Action item: Please set down exactly the lines of the listing below from the line containing "flattened in source display order." through the line containing "kanji and so is", both lines included, leaving out all other lines.

Data to use:
========================================

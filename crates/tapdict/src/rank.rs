//! Merging per-dictionary entries into one ranked list.
//!
//! The match engine returns one entry per stored row. The same word usually
//! appears in several dictionaries, so entries sharing a `(term, reading)`
//! are folded into one, keeping each dictionary's meanings as a separate
//! [`MeaningGroup`], and the result is ordered so that the most likely
//! reading of the tapped text comes first.

use {
    crate::{DictionaryId, Engine, IndexMap, IndexSet, TagEntry, lang::jpn},
    serde::{Deserialize, Serialize},
    std::cmp::Reverse,
    tracing::trace,
};

/// Where a [`DictionaryEntry`] came from.
#[derive(Debug, Clone, PartialEq, Eq, Hash, Serialize, Deserialize)]
#[serde(rename_all = "camelCase")]
pub enum EntrySource {
    /// Single dictionary.
    Dictionary(DictionaryId),
    /// Several dictionaries contributed; see [`DictionaryEntry::groups`].
    Merged,
}

/// Meanings contributed by one dictionary.
#[derive(Debug, Clone, PartialEq, Eq, Serialize, Deserialize)]
pub struct MeaningGroup {
    /// Contributing dictionary.
    pub source: DictionaryId,
    /// Its glosses, in dictionary order.
    pub meanings: Vec<String>,
}

/// Entry shown to the user.
#[derive(Debug, Clone, Default, PartialEq, Eq, Serialize, Deserialize)]
#[serde(rename_all = "camelCase")]
pub struct DictionaryEntry {
    /// Identifier, unique within one lookup.
    pub id: usize,
    /// Headword.
    pub term: String,
    /// Reading of the headword; may be empty or equal to the headword.
    pub reading: String,
    /// Every meaning, flattened in source display order.
    pub meanings: Vec<String>,
    /// Resolved metadata for [`DictionaryEntry::term_tags`].
    pub meaning_tags: Vec<TagEntry>,
    /// Raw tag codes.
    pub term_tags: Vec<String>,
    /// Dictionary-native score.
    pub score: i64,
    /// Contributing dictionary.
    pub source: EntrySource,
    /// Frequency metadata payload, if any dictionary has one.
    pub frequency: Option<String>,
    /// Pitch accent payload, passed through untouched.
    pub pitch_accents: Option<String>,
    /// Meanings per contributing dictionary, in source display order.
    pub groups: Vec<MeaningGroup>,
}

impl Default for EntrySource {
    fn default() -> Self {
        Self::Dictionary(DictionaryId::default())
    }
}

impl DictionaryEntry {
    /// Length used for ordering entries, in characters.
    ///
    /// This is the reading length when the entry has a distinct reading, the
    /// term length for kana-only terms, and 0 for kanji terms with no
    /// reading. Zero-length entries always sort last.
    #[must_use]
    pub fn effective_reading_len(&self) -> usize {
        if !self.reading.is_empty() && self.reading != self.term {
            self.reading.chars().count()
        } else if !jpn::contains_kanji(&self.term) {
            self.term.chars().count()
        } else {
            0
        }
    }

    /// Whether this entry counts as having a reading when ordering: it has a
    /// reading distinct from its term, or its term has no kanji and so is
    /// its own reading.
    #[must_use]
    pub fn has_reading(&self) -> bool {
        (!self.reading.is_empty() && self.reading != self.term)
            || !jpn::contains_kanji(&self.term)
    }

    /// Dictionaries this entry draws from, in display order.
    pub fn sources(&self) -> impl Iterator<Item = &DictionaryId> {
        self.groups.iter().map(|group| &group.source)
    }
}

/// Matched span of text with the entries found for it.
#[derive(Debug, Clone, Default, PartialEq, Eq, Serialize, Deserialize)]
pub struct DictionaryMatch {
    /// Text that matched, as it appears in the source text.
    pub word: String,
    /// One entry per stored row.
    pub entries: Vec<DictionaryEntry>,
}

/// Orders and merges lookup results.
#[derive(Debug, Clone, Default)]
pub struct Ranker {
    source_priority: Vec<DictionaryId>,
    proper_names: IndexSet<DictionaryId>,
}

impl Ranker {
    /// Creates a ranker.
    ///
    /// `source_priority` lists the dictionaries whose meanings are shown
    /// first, in order. Entries found only in `proper_names` dictionaries
    /// are pushed behind the rest.
    #[must_use]
    pub fn new(
        source_priority: impl IntoIterator<Item = DictionaryId>,
        proper_names: impl IntoIterator<Item = DictionaryId>,
    ) -> Self {
        Self {
            source_priority: source_priority.into_iter().collect(),
            proper_names: proper_names.into_iter().collect(),
        }
    }

    fn is_proper_name(&self, id: &DictionaryId) -> bool {
        self.proper_names.contains(id)
    }

    /// Position of `id` when ordering sources: configured priority first,
    /// then alphabetical.
    fn source_key<'a>(&self, id: &'a DictionaryId) -> (usize, &'a str) {
        let priority = self
            .source_priority
            .iter()
            .position(|prioritized| prioritized == id)
            .unwrap_or(self.source_priority.len());
        (priority, id.as_str())
    }

    /// Folds entries sharing a `(term, reading)` and orders the result.
    ///
    /// Within one source, only the first entry for a `(term, reading)` is
    /// kept. Entries are ordered by:
    /// 1. [`DictionaryEntry::effective_reading_len`], longest first, with
    ///    zero always last
    /// 2. entries with a reading (see [`DictionaryEntry::has_reading`])
    ///    before entries without
    /// 3. entries only found in proper-name dictionaries last
    /// 4. the order they were first seen in
    ///
    /// Resulting entries are numbered from 0 in final order.
    #[must_use]
    pub fn merge_and_rank(&self, matches: &[DictionaryMatch]) -> Vec<DictionaryEntry> {
        let mut buckets = IndexMap::<(&str, &str), IndexMap<&DictionaryId, &DictionaryEntry>>::default();
        for entry in matches.iter().flat_map(|m| &m.entries) {
            let bucket = buckets
                .entry((entry.term.as_str(), entry.reading.as_str()))
                .or_default();
            for source in entry_sources(entry) {
                if bucket.contains_key(source) {
                    trace!(
                        "Dropping duplicate ({:?}, {:?}) from {source}",
                        entry.term, entry.reading
                    );
                    continue;
                }
                bucket.insert(source, entry);
            }
        }

        let mut merged = buckets
            .into_values()
            .filter(|bucket| !bucket.is_empty())
            .map(|bucket| self.merge(bucket))
            .collect::<Vec<_>>();
        merged.sort_by_key(|entry| {
            let len = entry.effective_reading_len();
            (
                len == 0,
                Reverse(len),
                !entry.has_reading(),
                entry.sources().all(|source| self.is_proper_name(source)),
            )
        });
        for (id, entry) in merged.iter_mut().enumerate() {
            entry.id = id;
        }
        merged
    }

    fn merge(&self, mut bucket: IndexMap<&DictionaryId, &DictionaryEntry>) -> DictionaryEntry {
        bucket.sort_by(|a, _, b, _| self.source_key(a).cmp(&self.source_key(b)));

        let mut merged = DictionaryEntry::default();
        let mut meaning_tags = IndexSet::<&TagEntry>::default();
        let mut term_tags = IndexSet::<&str>::default();
        for (i, (&source, &entry)) in bucket.iter().enumerate() {
            if i == 0 {
                merged.term.clone_from(&entry.term);
                merged.reading.clone_from(&entry.reading);
                merged.score = entry.score;
            }
            merged.score = merged.score.max(entry.score);
            if merged.frequency.is_none() {
                merged.frequency.clone_from(&entry.frequency);
            }
            if merged.pitch_accents.is_none() {
                merged.pitch_accents.clone_from(&entry.pitch_accents);
            }
            meaning_tags.extend(&entry.meaning_tags);
            term_tags.extend(entry.term_tags.iter().map(String::as_str));

            let meanings = group_meanings(entry, source);
            merged.meanings.extend(meanings.iter().cloned());
            merged.groups.push(MeaningGroup {
                source: source.clone(),
                meanings,
            });
        }
        merged.meaning_tags = meaning_tags.into_iter().cloned().collect();
        merged.term_tags = term_tags.into_iter().map(ToOwned::to_owned).collect();
        merged.source = match bucket.keys().next() {
            Some(&source) if bucket.len() == 1 => EntrySource::Dictionary(source.clone()),
            _ => EntrySource::Merged,
        };
        merged
    }
}

/// Sources of an entry, which may itself already be merged.
fn entry_sources(entry: &DictionaryEntry) -> Vec<&DictionaryId> {
    if entry.groups.is_empty() {
        match &entry.source {
            EntrySource::Dictionary(source) => vec![source],
            EntrySource::Merged => Vec::new(),
        }
    } else {
        entry.sources().collect()
    }
}

fn group_meanings(entry: &DictionaryEntry, source: &DictionaryId) -> Vec<String> {
    entry
        .groups
        .iter()
        .find(|group| &group.source == source)
        .map_or_else(|| entry.meanings.clone(), |group| group.meanings.clone())
}

impl Engine {
    /// Ranker using the configured source priority and the current set of
    /// proper-name dictionaries.
    #[must_use]
    pub fn ranker(&self) -> Ranker {
        let dictionaries = self.dictionaries();
        Ranker::new(
            self.config.source_priority.iter().cloned(),
            dictionaries
                .keys()
                .filter(|id| dictionaries.is_proper_name(id, &self.config))
                .cloned(),
        )
    }
}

========================================

Answer to this task:
    /// Every meaning, flattened in source display order.
    pub meanings: Vec<String>,
    /// Resolved metadata for [`DictionaryEntry::term_tags`].
    pub meaning_tags: Vec<TagEntry>,
    /// Raw tag codes.
    pub term_tags: Vec<String>,
    /// Dictionary-native score.
    pub score: i64,
    /// Contributing dictionary.
    pub source: EntrySource,
    /// Frequency metadata payload, if any dictionary has one.
    pub frequency: Option<String>,
    /// Pitch accent payload, passed through untouched.
    pub pitch_accents: Option<String>,
    /// Meanings per contributing dictionary, in source display order.
    pub groups: Vec<MeaningGroup>,
}

impl Default for EntrySource {
    fn default() -> Self {
        Self::Dictionary(DictionaryId::default())
    }
}

impl DictionaryEntry {
    /// Length used for ordering entries, in characters.
    ///
    /// This is the reading length when the entry has a distinct reading, the
    /// term length for kana-only terms, and 0 for kanji terms with no
    /// reading. Zero-length entries always sort last.
    #[must_use]
    pub fn effective_reading_len(&self) -> usize {
        if !self.reading.is_empty() && self.reading != self.term {
            self.reading.chars().count()
        } else if !jpn::contains_kanji(&self.term) {
            self.term.chars().count()
        } else {
            0
        }
    }

    /// Whether this entry counts as having a reading when ordering: it has a
    /// reading distinct from its term, or its term has no kanji and so is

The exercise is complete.